Re: dead disk

2014-01-30 Thread Mihai Popescu
I always thought that the hardest part for an OpenBSD developer is the
coding one. Looking at this thread and also considering the donation
thread, I have changed my perception: the hardest part is to avoid the huge
amount of shit delivered by users on multiple ways...



Re: dead disk

2014-01-28 Thread Andres Perera
On Sun, Jan 26, 2014 at 5:07 PM, Philip Guenther guent...@gmail.com wrote:
 On Sun, Jan 26, 2014 at 11:40 AM, emigrant emig...@gmail.com wrote:
 My Master machine is dead, exactly HDD(thank you God for CARP+pfsync) :).

 root@master[/etc]wd0(pciide0:0:0): timeout
 type: ata
 c_bcount: 16384
 c_skip: 0
 ...
 /: got error 5 while accessing filesystem
 panic: softdep_deallocate_dependencies: unrecovered I/O error
 Stopped at  Debugger+0x4:   popl%ebp
 RUN AT LEAST 'trace' AND 'ps' AND INCLUDE OUTPUT WHEN REPORTING THIS PANIC!
 DO NOT EVEN BOTHER REPORTING THIS WITHOUT INCLUDING THAT INFORMATION!
 ddb

 This is a fundamental problem of softdeps:it can delay an operation to
 a point where other operations depend on it in a such a way that if
 the I/O for that first operation fails, the dependent operations
 cannot be undone and the failure propagated up safely.  Rather than
 live a lie, it'll panic the system and die.

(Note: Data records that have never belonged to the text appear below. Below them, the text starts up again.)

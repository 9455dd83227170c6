//! File record storage and secondary indexes.

use redb::ReadableTable;
use tracing::debug;

use nodupe_core::catalog::{HashBucket, SizeBucket};
use nodupe_core::error::{Error, Result};
use nodupe_core::types::{EmbeddingRecord, FileId, FileRecord, FileState, RootId};
use nodupe_core::HashAlgo;

use crate::tables::{
    hash_index_key, EMBEDDINGS_TABLE, FILES_BY_KEY_TABLE, FILES_TABLE, HASH_INDEX_TABLE,
    META_NEXT_FILE_ID, META_TABLE, SIZE_INDEX_TABLE,
};
use crate::{decode, encode, RedbCatalog};

impl RedbCatalog {
    /// Insert or update a batch of records in one write transaction.
    /// Visibility is all-or-nothing.
    pub(crate) fn upsert_files_impl(&self, records: &[FileRecord]) -> Result<Vec<FileId>> {
        if records.is_empty() {
            return Ok(Vec::new());
        }

        let write = self.begin_write()?;
        let mut assigned = Vec::with_capacity(records.len());
        {
            let mut meta = write
                .open_table(META_TABLE)
                .map_err(|e| Error::Catalog(format!("Failed to open meta table: {e}")))?;
            let mut files = write
                .open_table(FILES_TABLE)
                .map_err(|e| Error::Catalog(format!("Failed to open files table: {e}")))?;
            let mut by_key = write
                .open_table(FILES_BY_KEY_TABLE)
                .map_err(|e| Error::Catalog(format!("Failed to open key index: {e}")))?;
            let mut size_index = write
                .open_table(SIZE_INDEX_TABLE)
                .map_err(|e| Error::Catalog(format!("Failed to open size index: {e}")))?;
            let mut hash_index = write
                .open_table(HASH_INDEX_TABLE)
                .map_err(|e| Error::Catalog(format!("Failed to open hash index: {e}")))?;
            let mut embeddings = write
                .open_table(EMBEDDINGS_TABLE)
                .map_err(|e| Error::Catalog(format!("Failed to open embeddings table: {e}")))?;

            for record in records {
                let file_id = if record.file_id != 0 {
                    record.file_id
                } else {
                    let existing = by_key
                        .get((record.root_id, record.relative_path.as_str()))
                        .map_err(|e| Error::Catalog(format!("Failed to look up key: {e}")))?
                        .map(|guard| guard.value());
                    match existing {
                        Some(id) => id,
                        None => Self::allocate_id(&mut meta, META_NEXT_FILE_ID, 1)?,
                    }
                };

                let old: Option<FileRecord> = files
                    .get(file_id)
                    .map_err(|e| Error::Catalog(format!("Failed to read file row: {e}")))?
                    .map(|guard| decode("file record", guard.value()))
                    .transpose()?;

                if let Some(old) = &old {
                    size_index
                        .remove((old.size, file_id))
                        .map_err(|e| Error::Catalog(format!("Failed to drop size index: {e}")))?;
                    if let (Some(algo), Some(hash)) = (old.hash_algo, old.full_hash.as_deref()) {
                        let key = hash_index_key(algo, hash);
                        hash_index.remove((key.as_str(), file_id)).map_err(|e| {
                            Error::Catalog(format!("Failed to drop hash index: {e}"))
                        })?;
                    }
                    if old.embedding_id != record.embedding_id {
                        if let Some(id) = old.embedding_id {
                            adjust_embedding_refcount(&mut embeddings, id, -1)?;
                        }
                        if let Some(id) = record.embedding_id {
                            adjust_embedding_refcount(&mut embeddings, id, 1)?;
                        }
                    }
                } else if let Some(id) = record.embedding_id {
                    adjust_embedding_refcount(&mut embeddings, id, 1)?;
                }

                let mut stored = record.clone();
                stored.file_id = file_id;
                let bytes = encode("file record", &stored)?;
                files
                    .insert(file_id, bytes.as_slice())
                    .map_err(|e| Error::Catalog(format!("Failed to insert file row: {e}")))?;
                by_key
                    .insert((stored.root_id, stored.relative_path.as_str()), file_id)
                    .map_err(|e| Error::Catalog(format!("Failed to insert key index: {e}")))?;
                size_index
                    .insert((stored.size, file_id), ())
                    .map_err(|e| Error::Catalog(format!("Failed to insert size index: {e}")))?;
                if let (Some(algo), Some(hash)) = (stored.hash_algo, stored.full_hash.as_deref()) {
                    let key = hash_index_key(algo, hash);
                    hash_index
                        .insert((key.as_str(), file_id), stored.size)
                        .map_err(|e| Error::Catalog(format!("Failed to insert hash index: {e}")))?;
                }

                assigned.push(file_id);
            }
        }
        Self::commit(write)?;
        Ok(assigned)
    }

    pub(crate) fn get_file_impl(&self, file_id: FileId) -> Result<Option<FileRecord>> {
        let read = self.begin_read()?;
        let table = read
            .open_table(FILES_TABLE)
            .map_err(|e| Error::Catalog(format!("Failed to open files table: {e}")))?;
        table
            .get(file_id)
            .map_err(|e| Error::Catalog(format!("Failed to read file row: {e}")))?
            .map(|guard| decode("file record", guard.value()))
            .transpose()
    }

    pub(crate) fn find_by_key_impl(
        &self,
        root_id: RootId,
        relative_path: &str,
    ) -> Result<Option<FileRecord>> {
        let read = self.begin_read()?;
        let by_key = read
            .open_table(FILES_BY_KEY_TABLE)
            .map_err(|e| Error::Catalog(format!("Failed to open key index: {e}")))?;
        let Some(file_id) = by_key
            .get((root_id, relative_path))
            .map_err(|e| Error::Catalog(format!("Failed to look up key: {e}")))?
            .map(|guard| guard.value())
        else {
            return Ok(None);
        };
        let files = read
            .open_table(FILES_TABLE)
            .map_err(|e| Error::Catalog(format!("Failed to open files table: {e}")))?;
        files
            .get(file_id)
            .map_err(|e| Error::Catalog(format!("Failed to read file row: {e}")))?
            .map(|guard| decode("file record", guard.value()))
            .transpose()
    }

    pub(crate) fn list_files_impl(&self, root_id: Option<RootId>) -> Result<Vec<FileRecord>> {
        let read = self.begin_read()?;
        let table = read
            .open_table(FILES_TABLE)
            .map_err(|e| Error::Catalog(format!("Failed to open files table: {e}")))?;
        let mut records = Vec::new();
        for item in table
            .iter()
            .map_err(|e| Error::Catalog(format!("Failed to iterate files: {e}")))?
        {
            let (_, value) =
                item.map_err(|e| Error::Catalog(format!("Failed to read file row: {e}")))?;
            let record: FileRecord = decode("file record", value.value())?;
            if root_id.is_none_or(|r| record.root_id == r) {
                records.push(record);
            }
        }
        Ok(records)
    }

    pub(crate) fn iter_size_buckets_impl(&self, min_bucket_size: usize) -> Result<Vec<SizeBucket>> {
        let read = self.begin_read()?;
        let table = read
            .open_table(SIZE_INDEX_TABLE)
            .map_err(|e| Error::Catalog(format!("Failed to open size index: {e}")))?;

        let mut buckets: Vec<SizeBucket> = Vec::new();
        for item in table
            .iter()
            .map_err(|e| Error::Catalog(format!("Failed to iterate size index: {e}")))?
        {
            let (key, _) =
                item.map_err(|e| Error::Catalog(format!("Failed to read size row: {e}")))?;
            let (size, file_id) = key.value();
            match buckets.last_mut() {
                Some((last_size, members)) if *last_size == size => members.push(file_id),
                _ => buckets.push((size, vec![file_id])),
            }
        }
        buckets.retain(|(_, members)| members.len() >= min_bucket_size);
        Ok(buckets)
    }

    pub(crate) fn iter_hash_buckets_impl(
        &self,
        hash_algo: HashAlgo,
        min_bucket_size: usize,
    ) -> Result<Vec<HashBucket>> {
        let read = self.begin_read()?;
        let table = read
            .open_table(HASH_INDEX_TABLE)
            .map_err(|e| Error::Catalog(format!("Failed to open hash index: {e}")))?;

        let prefix = format!("{}:", hash_algo.name());
        let mut buckets: Vec<(String, u64, Vec<FileId>)> = Vec::new();
        for item in table
            .iter()
            .map_err(|e| Error::Catalog(format!("Failed to iterate hash index: {e}")))?
        {
            let (key, size) =
                item.map_err(|e| Error::Catalog(format!("Failed to read hash row: {e}")))?;
            let (hash_key, file_id) = key.value();
            if !hash_key.starts_with(&prefix) {
                continue;
            }
            match buckets.last_mut() {
                Some((last_key, _, members)) if *last_key == hash_key => members.push(file_id),
                _ => buckets.push((hash_key.to_string(), size.value(), vec![file_id])),
            }
        }

        let mut result = Vec::new();
        for (hash_key, size, members) in buckets {
            if members.len() < min_bucket_size {
                continue;
            }
            let hex_part = &hash_key[prefix.len()..];
            let hash = hex::decode(hex_part).map_err(|e| {
                Error::CatalogCorrupt(format!("bad hash index key {hash_key:?}: {e}"))
            })?;
            result.push((hash, size, members));
        }
        Ok(result)
    }

    /// Mark everything under `root_id` not seen by `epoch` as missing.
    pub(crate) fn mark_missing_impl(&self, root_id: RootId, epoch: u64) -> Result<u64> {
        let stale: Vec<FileRecord> = self
            .list_files_impl(Some(root_id))?
            .into_iter()
            .filter(|r| r.scan_epoch < epoch && r.state != FileState::Missing)
            .collect();
        if stale.is_empty() {
            return Ok(0);
        }

        let mut updated = Vec::with_capacity(stale.len());
        for mut record in stale {
            debug!("Marking {} missing", record.relative_path);
            record.state = FileState::Missing;
            updated.push(record);
        }
        let count = updated.len() as u64;
        self.upsert_files_impl(&updated)?;
        Ok(count)
    }
}

/// Adjust an embedding's refcount inside an open write transaction.
/// Refcounts never go below zero; rows are removed by `compact`.
pub(crate) fn adjust_embedding_refcount(
    table: &mut redb::Table<u64, &[u8]>,
    embedding_id: u64,
    delta: i64,
) -> Result<()> {
    let record: Option<EmbeddingRecord> = table
        .get(embedding_id)
        .map_err(|e| Error::Catalog(format!("Failed to read embedding: {e}")))?
        .map(|guard| decode("embedding", guard.value()))
        .transpose()?;
    let Some(mut record) = record else {
        return Ok(());
    };

    record.refcount = if delta >= 0 {
        record.refcount.saturating_add(delta as u64)
    } else {
        record.refcount.saturating_sub(delta.unsigned_abs())
    };

    let bytes = encode("embedding", &record)?;
    table
        .insert(embedding_id, bytes.as_slice())
        .map_err(|e| Error::Catalog(format!("Failed to update embedding: {e}")))?;
    Ok(())
}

the way the decision to panic() was stated implies that the course of
action is justified, when detaching the disk/hub, or forcefully
mounting it read only, are alternatives that could be explored

the other day I unplugged the power connector from a malfunctioning
DVD-RW drive that was being too darn noisy. the kernel proceeded to
detach the ahci device hosting the aformentioned drive and an sd with
mounted ffs partitions

i could've unplugged the power connector in the middle of a string of
metadata writes to the sd. does that entail that the system should
panic?

hopefully the current outcome will remain, because it's way more
useful than my pc throwing a hissy's fits.

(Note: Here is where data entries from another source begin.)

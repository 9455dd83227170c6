//! Catalog maintenance: compaction and statistics.

use redb::{ReadableTable, ReadableTableMetadata};
use tracing::info;

use nodupe_core::error::{Error, Result};
use nodupe_core::types::{CatalogStatistics, CompactReport, EmbeddingRecord, FileRecord, FileState};

use crate::tables::{
    hash_index_key, EMBEDDINGS_TABLE, FILES_BY_KEY_TABLE, FILES_TABLE, HASH_INDEX_TABLE,
    META_EPOCH, SIZE_INDEX_TABLE, TXNS_TABLE,
};
use crate::{decode, RedbCatalog};

impl RedbCatalog {
    /// Hard-delete `missing` records older than `older_than_epochs` and
    /// drop embeddings whose refcount reached zero.
    pub(crate) fn compact_impl(&self, older_than_epochs: u64) -> Result<CompactReport> {
        let epoch = self.meta_get(META_EPOCH)?;
        let cutoff = epoch.saturating_sub(older_than_epochs);

        let doomed: Vec<FileRecord> = self
            .list_files_impl(None)?
            .into_iter()
            .filter(|r| r.state == FileState::Missing && r.scan_epoch < cutoff)
            .collect();

        let mut report = CompactReport::default();
        let write = self.begin_write()?;
        {
            let mut files = write
                .open_table(FILES_TABLE)
                .map_err(|e| Error::Catalog(format!("Failed to open files table: {e}")))?;
            let mut by_key = write
                .open_table(FILES_BY_KEY_TABLE)
                .map_err(|e| Error::Catalog(format!("Failed to open key index: {e}")))?;
            let mut size_index = write
                .open_table(SIZE_INDEX_TABLE)
                .map_err(|e| Error::Catalog(format!("Failed to open size index: {e}")))?;
            let mut hash_index = write
                .open_table(HASH_INDEX_TABLE)
                .map_err(|e| Error::Catalog(format!("Failed to open hash index: {e}")))?;
            let mut embeddings = write
                .open_table(EMBEDDINGS_TABLE)
                .map_err(|e| Error::Catalog(format!("Failed to open embeddings table: {e}")))?;

            for record in &doomed {
                files
                    .remove(record.file_id)
                    .map_err(|e| Error::Catalog(format!("Failed to remove file row: {e}")))?;
                by_key
                    .remove((record.root_id, record.relative_path.as_str()))
                    .map_err(|e| Error::Catalog(format!("Failed to remove key index: {e}")))?;
                size_index
                    .remove((record.size, record.file_id))
                    .map_err(|e| Error::Catalog(format!("Failed to remove size index: {e}")))?;
                if let (Some(algo), Some(hash)) = (record.hash_algo, record.full_hash.as_deref())
                {
                    let key = hash_index_key(algo, hash);
                    hash_index
                        .remove((key.as_str(), record.file_id))
                        .map_err(|e| Error::Catalog(format!("Failed to remove hash index: {e}")))?;
                }
                if let Some(embedding_id) = record.embedding_id {
                    crate::files::adjust_embedding_refcount(&mut embeddings, embedding_id, -1)?;
                }
                report.files_removed += 1;
            }

            // Sweep embeddings that nothing references anymore.
            let orphaned: Vec<u64> = {
                let mut ids = Vec::new();
                for item in embeddings
                    .iter()
                    .map_err(|e| Error::Catalog(format!("Failed to iterate embeddings: {e}")))?
                {
                    let (key, value) = item
                        .map_err(|e| Error::Catalog(format!("Failed to read embedding: {e}")))?;
                    let record: EmbeddingRecord = decode("embedding", value.value())?;
                    if record.refcount == 0 {
                        ids.push(key.value());
                    }
                }
                ids
            };
            for embedding_id in orphaned {
                embeddings
                    .remove(embedding_id)
                    .map_err(|e| Error::Catalog(format!("Failed to remove embedding: {e}")))?;
                report.embeddings_removed += 1;
            }
        }
        Self::commit(write)?;

        info!(
            "Compaction removed {} file rows and {} embeddings (cutoff epoch {})",
            report.files_removed, report.embeddings_removed, cutoff
        );
        Ok(report)
    }

    pub(crate) fn statistics_impl(&self) -> Result<CatalogStatistics> {
        let read = self.begin_read()?;
        let files = read
            .open_table(FILES_TABLE)
            .map_err(|e| Error::Catalog(format!("Failed to open files table: {e}")))?;
        let embeddings = read
            .open_table(EMBEDDINGS_TABLE)
            .map_err(|e| Error::Catalog(format!("Failed to open embeddings table: {e}")))?;
        let txns = read
            .open_table(TXNS_TABLE)
            .map_err(|e| Error::Catalog(format!("Failed to open txns table: {e}")))?;

        let file_count = files
            .len()
            .map_err(|e| Error::Catalog(format!("Failed to count files: {e}")))?;
        let embedding_count = embeddings
            .len()
            .map_err(|e| Error::Catalog(format!("Failed to count embeddings: {e}")))?;
        let txn_count = txns
            .len()
            .map_err(|e| Error::Catalog(format!("Failed to count txns: {e}")))?;

        let mut missing_count = 0u64;
        for item in files
            .iter()
            .map_err(|e| Error::Catalog(format!("Failed to iterate files: {e}")))?
        {
            let (_, value) =
                item.map_err(|e| Error::Catalog(format!("Failed to read file row: {e}")))?;
            let record: FileRecord = decode("file record", value.value())?;
            if record.state == FileState::Missing {
                missing_count += 1;
            }
        }

        Ok(CatalogStatistics {
            file_count,
            missing_count,
            embedding_count,
            txn_count,
            epoch: self.meta_get(META_EPOCH)?,
        })
    }
}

 I don't know exactly which operations can lead to that; if you need to
 know that you should go read the softdeps papers on Kirk McKusick's
 site.


 Philip Guenther



Re: dead disk

2014-01-28 Thread Philip Guenther
On Tue, Jan 28, 2014 at 12:27 AM, Andres Perera andre...@zoho.com wrote:
 On Sun, Jan 26, 2014 at 5:07 PM, Philip Guenther guent...@gmail.com wrote:
 On Sun, Jan 26, 2014 at 11:40 AM, emigrant emig...@gmail.com wrote:
 My Master machine is dead, exactly HDD(thank you God for CARP+pfsync) :).

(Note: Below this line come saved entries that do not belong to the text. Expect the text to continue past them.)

//! Forward-only, transactional schema migrations.
//!
//! The schema version lives in the meta table. Opening a newer database
//! with an older binary is a hard error; every migration step runs inside
//! one write transaction and bumps the version as its last write.

use redb::ReadableTable;
use tracing::info;

use nodupe_core::error::{Error, Result};

use crate::tables::{
    CHECKPOINTS_TABLE, EMBEDDINGS_TABLE, FILES_BY_KEY_TABLE, FILES_TABLE, HASH_INDEX_TABLE,
    META_SCHEMA_VERSION, META_TABLE, PLANS_TABLE, ROOTS_BY_PATH_TABLE, ROOTS_TABLE, SCHEMA_VERSION,
    SIZE_INDEX_TABLE, SNAPSHOT_REFS_TABLE, TXN_ENTRIES_TABLE, TXNS_TABLE,
};
use crate::RedbCatalog;

pub(crate) fn migrate(catalog: &RedbCatalog) -> Result<()> {
    let mut version = current_version(catalog)?;
    if version > SCHEMA_VERSION {
        return Err(Error::CatalogCorrupt(format!(
            "catalog schema version {version} is newer than supported {SCHEMA_VERSION}"
        )));
    }

    while version < SCHEMA_VERSION {
        let next = version + 1;
        info!("Migrating catalog schema {} -> {}", version, next);
        match next {
            1 => initial_schema(catalog)?,
            other => {
                return Err(Error::Internal(format!(
                    "no migration step for schema version {other}"
                )));
            }
        }
        version = next;
    }
    Ok(())
}

fn current_version(catalog: &RedbCatalog) -> Result<u64> {
    // A freshly created database has no tables yet; treat that as v0.
    let read = catalog.begin_read()?;
    match read.open_table(META_TABLE) {
        Ok(table) => Ok(table
            .get(META_SCHEMA_VERSION)
            .map_err(|e| Error::Catalog(format!("Failed to read schema version: {e}")))?
            .map(|guard| guard.value())
            .unwrap_or(0)),
        Err(redb::TableError::TableDoesNotExist(_)) => Ok(0),
        Err(e) => Err(Error::Catalog(format!("Failed to open meta table: {e}"))),
    }
}

/// v0 -> v1: create every table and stamp the version.
fn initial_schema(catalog: &RedbCatalog) -> Result<()> {
    let write = catalog.begin_write()?;
    {
        let open = |e: redb::TableError| Error::Catalog(format!("Failed to create table: {e}"));
        let mut meta = write.open_table(META_TABLE).map_err(open)?;
        let _ = write.open_table(ROOTS_TABLE).map_err(open)?;
        let _ = write.open_table(ROOTS_BY_PATH_TABLE).map_err(open)?;
        let _ = write.open_table(FILES_TABLE).map_err(open)?;
        let _ = write.open_table(FILES_BY_KEY_TABLE).map_err(open)?;
        let _ = write.open_table(SIZE_INDEX_TABLE).map_err(open)?;
        let _ = write.open_table(HASH_INDEX_TABLE).map_err(open)?;
        let _ = write.open_table(EMBEDDINGS_TABLE).map_err(open)?;
        let _ = write.open_table(PLANS_TABLE).map_err(open)?;
        let _ = write.open_table(TXNS_TABLE).map_err(open)?;
        let _ = write.open_table(TXN_ENTRIES_TABLE).map_err(open)?;
        let _ = write.open_table(CHECKPOINTS_TABLE).map_err(open)?;
        let _ = write.open_table(SNAPSHOT_REFS_TABLE).map_err(open)?;

        meta.insert(META_SCHEMA_VERSION, 1u64)
            .map_err(|e| Error::Catalog(format!("Failed to stamp schema version: {e}")))?;
    }
    RedbCatalog::commit(write)
}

 root@master[/etc]wd0(pciide0:0:0): timeout
 type: ata
 c_bcount: 16384
 c_skip: 0
 ...
 /: got error 5 while accessing filesystem
 panic: softdep_deallocate_dependencies: unrecovered I/O error
 Stopped at  Debugger+0x4:   popl%ebp
 RUN AT LEAST 'trace' AND 'ps' AND INCLUDE OUTPUT WHEN REPORTING THIS PANIC!
 DO NOT EVEN BOTHER REPORTING THIS WITHOUT INCLUDING THAT INFORMATION!
 ddb

 This is a fundamental problem of softdeps:it can delay an operation to
 a point where other operations depend on it in a such a way that if
 the I/O for that first operation fails, the dependent operations
 cannot be undone and the failure propagated up safely.  Rather than
 live a lie, it'll panic the system and die.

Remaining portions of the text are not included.